Action item>
Among the entries that follow, the required portion opens with the line containing "surface for one actor" and closes with the line containing "split by effect". Give that portion again exactly, and nothing else.

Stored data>
● ● ●
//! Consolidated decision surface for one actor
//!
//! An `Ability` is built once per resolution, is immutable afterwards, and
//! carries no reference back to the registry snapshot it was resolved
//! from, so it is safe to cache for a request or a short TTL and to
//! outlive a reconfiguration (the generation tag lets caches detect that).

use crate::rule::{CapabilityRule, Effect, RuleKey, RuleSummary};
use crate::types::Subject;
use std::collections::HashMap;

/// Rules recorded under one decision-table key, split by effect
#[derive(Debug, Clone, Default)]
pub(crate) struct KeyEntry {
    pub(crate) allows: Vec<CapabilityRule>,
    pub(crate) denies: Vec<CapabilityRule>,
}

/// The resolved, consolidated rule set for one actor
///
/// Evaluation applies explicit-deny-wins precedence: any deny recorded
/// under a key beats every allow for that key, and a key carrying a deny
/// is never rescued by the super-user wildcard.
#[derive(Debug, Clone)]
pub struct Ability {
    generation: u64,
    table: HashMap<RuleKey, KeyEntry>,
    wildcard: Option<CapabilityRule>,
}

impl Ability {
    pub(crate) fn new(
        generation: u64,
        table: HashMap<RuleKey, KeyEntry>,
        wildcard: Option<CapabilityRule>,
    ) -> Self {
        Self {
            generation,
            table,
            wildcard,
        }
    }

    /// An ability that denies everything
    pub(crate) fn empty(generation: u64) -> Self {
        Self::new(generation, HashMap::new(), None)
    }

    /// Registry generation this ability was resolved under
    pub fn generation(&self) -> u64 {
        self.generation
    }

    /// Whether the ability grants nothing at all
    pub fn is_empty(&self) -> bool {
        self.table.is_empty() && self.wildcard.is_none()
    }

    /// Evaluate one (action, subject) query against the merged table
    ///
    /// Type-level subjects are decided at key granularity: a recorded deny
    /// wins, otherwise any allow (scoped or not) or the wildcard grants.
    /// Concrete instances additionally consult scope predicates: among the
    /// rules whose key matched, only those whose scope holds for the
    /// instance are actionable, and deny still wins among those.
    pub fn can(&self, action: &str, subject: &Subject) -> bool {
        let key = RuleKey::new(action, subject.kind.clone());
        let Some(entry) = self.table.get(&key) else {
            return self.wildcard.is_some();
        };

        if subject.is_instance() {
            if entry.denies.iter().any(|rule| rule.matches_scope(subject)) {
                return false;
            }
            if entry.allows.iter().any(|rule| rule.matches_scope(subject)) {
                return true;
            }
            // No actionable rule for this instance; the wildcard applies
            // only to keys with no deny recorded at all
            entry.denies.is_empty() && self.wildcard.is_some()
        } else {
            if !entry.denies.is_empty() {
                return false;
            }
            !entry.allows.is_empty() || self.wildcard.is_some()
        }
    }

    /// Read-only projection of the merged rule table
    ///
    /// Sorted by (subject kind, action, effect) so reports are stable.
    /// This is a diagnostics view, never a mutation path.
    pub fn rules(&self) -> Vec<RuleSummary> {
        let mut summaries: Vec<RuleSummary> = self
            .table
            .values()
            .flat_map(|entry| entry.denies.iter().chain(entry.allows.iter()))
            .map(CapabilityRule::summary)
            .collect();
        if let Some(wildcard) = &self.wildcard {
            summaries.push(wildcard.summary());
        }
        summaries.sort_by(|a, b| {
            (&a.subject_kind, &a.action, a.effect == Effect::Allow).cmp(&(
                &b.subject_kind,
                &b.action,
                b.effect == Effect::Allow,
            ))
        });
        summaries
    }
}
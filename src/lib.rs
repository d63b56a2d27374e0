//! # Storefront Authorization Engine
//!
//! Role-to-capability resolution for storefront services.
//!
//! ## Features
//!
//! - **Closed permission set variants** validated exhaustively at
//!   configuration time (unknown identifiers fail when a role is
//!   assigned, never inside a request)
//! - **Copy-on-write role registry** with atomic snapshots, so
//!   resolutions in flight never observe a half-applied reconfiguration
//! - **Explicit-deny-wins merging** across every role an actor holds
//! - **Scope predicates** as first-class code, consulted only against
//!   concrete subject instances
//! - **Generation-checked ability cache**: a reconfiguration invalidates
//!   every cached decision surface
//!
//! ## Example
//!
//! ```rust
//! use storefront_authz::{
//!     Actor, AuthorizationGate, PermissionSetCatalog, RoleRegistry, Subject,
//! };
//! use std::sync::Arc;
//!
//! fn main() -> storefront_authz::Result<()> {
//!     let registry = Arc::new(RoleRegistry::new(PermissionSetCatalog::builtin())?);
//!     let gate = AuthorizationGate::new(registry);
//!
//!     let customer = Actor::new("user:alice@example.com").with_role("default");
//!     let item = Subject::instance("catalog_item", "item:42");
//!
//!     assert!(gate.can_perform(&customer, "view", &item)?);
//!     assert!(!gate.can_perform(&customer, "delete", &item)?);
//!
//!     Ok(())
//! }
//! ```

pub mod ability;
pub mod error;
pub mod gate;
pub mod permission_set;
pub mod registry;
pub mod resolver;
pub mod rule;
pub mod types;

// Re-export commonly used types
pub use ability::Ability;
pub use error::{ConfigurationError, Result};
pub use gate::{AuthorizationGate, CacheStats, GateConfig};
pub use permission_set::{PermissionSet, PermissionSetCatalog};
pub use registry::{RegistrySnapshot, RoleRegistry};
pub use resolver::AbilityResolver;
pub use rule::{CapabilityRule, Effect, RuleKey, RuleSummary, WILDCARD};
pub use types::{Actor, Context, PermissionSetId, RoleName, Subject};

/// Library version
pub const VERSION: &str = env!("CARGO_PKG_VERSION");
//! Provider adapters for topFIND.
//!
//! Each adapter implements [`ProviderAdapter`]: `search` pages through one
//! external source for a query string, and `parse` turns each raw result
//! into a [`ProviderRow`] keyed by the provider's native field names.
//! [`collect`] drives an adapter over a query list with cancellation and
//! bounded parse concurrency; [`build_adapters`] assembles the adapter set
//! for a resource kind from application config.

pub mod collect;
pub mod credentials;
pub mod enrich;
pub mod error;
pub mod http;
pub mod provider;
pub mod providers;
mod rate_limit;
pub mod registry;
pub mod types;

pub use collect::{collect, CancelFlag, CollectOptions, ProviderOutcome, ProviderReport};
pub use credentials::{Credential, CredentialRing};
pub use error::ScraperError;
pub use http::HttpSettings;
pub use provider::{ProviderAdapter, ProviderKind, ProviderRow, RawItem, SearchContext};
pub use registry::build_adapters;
● ● ●
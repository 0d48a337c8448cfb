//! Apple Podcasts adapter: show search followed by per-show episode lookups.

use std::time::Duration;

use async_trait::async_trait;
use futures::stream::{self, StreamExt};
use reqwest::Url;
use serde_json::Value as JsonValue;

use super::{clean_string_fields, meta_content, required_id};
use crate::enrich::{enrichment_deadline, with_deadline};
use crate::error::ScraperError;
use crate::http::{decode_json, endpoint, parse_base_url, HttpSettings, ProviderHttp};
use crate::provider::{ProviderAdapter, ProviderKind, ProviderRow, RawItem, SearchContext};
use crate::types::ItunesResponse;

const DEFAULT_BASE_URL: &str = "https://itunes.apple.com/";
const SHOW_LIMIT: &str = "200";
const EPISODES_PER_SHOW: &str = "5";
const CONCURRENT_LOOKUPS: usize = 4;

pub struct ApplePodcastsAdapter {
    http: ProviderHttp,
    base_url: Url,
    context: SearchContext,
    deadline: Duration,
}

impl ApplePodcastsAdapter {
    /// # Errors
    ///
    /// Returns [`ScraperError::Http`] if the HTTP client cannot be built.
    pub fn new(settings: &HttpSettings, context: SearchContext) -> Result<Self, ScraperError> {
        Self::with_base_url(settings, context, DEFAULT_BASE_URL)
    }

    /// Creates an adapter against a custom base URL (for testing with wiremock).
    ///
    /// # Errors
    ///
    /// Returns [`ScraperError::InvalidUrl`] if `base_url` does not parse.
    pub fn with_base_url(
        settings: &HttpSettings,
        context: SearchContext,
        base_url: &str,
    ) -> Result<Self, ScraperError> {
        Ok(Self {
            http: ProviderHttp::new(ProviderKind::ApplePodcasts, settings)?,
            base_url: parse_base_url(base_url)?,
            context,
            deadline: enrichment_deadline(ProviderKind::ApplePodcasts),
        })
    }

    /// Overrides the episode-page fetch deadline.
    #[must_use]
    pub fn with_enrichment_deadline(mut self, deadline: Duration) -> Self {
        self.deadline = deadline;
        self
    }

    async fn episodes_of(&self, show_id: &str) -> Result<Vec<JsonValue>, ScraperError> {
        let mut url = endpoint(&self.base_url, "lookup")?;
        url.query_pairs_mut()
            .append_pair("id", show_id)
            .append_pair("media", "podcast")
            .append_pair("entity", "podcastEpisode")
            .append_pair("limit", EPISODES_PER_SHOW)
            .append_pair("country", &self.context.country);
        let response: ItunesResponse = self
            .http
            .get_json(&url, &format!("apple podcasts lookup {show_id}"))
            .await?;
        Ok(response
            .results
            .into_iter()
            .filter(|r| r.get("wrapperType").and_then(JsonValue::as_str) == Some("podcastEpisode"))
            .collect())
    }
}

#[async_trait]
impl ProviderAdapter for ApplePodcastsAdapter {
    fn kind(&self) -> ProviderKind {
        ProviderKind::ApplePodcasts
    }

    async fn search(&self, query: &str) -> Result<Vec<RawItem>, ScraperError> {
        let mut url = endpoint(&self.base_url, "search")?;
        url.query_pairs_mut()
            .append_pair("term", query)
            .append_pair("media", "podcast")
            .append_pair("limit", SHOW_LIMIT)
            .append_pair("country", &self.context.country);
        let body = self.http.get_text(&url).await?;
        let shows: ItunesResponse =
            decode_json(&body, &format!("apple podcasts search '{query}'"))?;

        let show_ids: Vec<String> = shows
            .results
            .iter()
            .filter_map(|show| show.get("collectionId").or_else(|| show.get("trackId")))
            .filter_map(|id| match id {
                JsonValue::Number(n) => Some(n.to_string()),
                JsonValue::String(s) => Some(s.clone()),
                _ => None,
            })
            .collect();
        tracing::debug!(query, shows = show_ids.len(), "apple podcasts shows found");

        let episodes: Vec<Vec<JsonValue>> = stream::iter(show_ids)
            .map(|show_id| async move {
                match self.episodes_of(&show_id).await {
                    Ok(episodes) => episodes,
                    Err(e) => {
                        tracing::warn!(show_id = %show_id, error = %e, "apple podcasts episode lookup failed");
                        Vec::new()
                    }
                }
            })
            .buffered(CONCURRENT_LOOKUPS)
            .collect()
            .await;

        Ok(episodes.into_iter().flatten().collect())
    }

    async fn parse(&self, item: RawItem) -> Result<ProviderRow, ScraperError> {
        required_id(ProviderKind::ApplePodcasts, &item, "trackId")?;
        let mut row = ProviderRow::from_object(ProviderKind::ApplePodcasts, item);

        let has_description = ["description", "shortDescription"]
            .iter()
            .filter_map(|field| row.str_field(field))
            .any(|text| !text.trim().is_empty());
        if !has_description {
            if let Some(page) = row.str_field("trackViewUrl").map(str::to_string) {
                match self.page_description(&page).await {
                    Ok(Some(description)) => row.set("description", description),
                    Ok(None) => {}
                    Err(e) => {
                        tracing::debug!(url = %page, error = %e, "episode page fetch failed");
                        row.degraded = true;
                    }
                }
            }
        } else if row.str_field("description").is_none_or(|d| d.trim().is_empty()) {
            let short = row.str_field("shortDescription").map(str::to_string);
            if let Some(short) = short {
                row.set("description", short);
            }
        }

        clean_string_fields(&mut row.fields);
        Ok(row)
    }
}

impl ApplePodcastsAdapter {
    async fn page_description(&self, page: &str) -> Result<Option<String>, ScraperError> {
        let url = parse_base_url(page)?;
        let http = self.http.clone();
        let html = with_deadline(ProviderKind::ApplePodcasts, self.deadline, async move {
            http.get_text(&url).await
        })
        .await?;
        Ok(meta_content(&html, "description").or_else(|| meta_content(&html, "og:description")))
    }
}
● ● ●
Exercise response>
//! Consolidated decision surface for one actor
//!
//! An `Ability` is built once per resolution, is immutable afterwards, and
//! carries no reference back to the registry snapshot it was resolved
//! from, so it is safe to cache for a request or a short TTL and to
//! outlive a reconfiguration (the generation tag lets caches detect that).

use crate::rule::{CapabilityRule, Effect, RuleKey, RuleSummary};
use crate::types::Subject;
use std::collections::HashMap;

/// Rules recorded under one decision-table key, split by effect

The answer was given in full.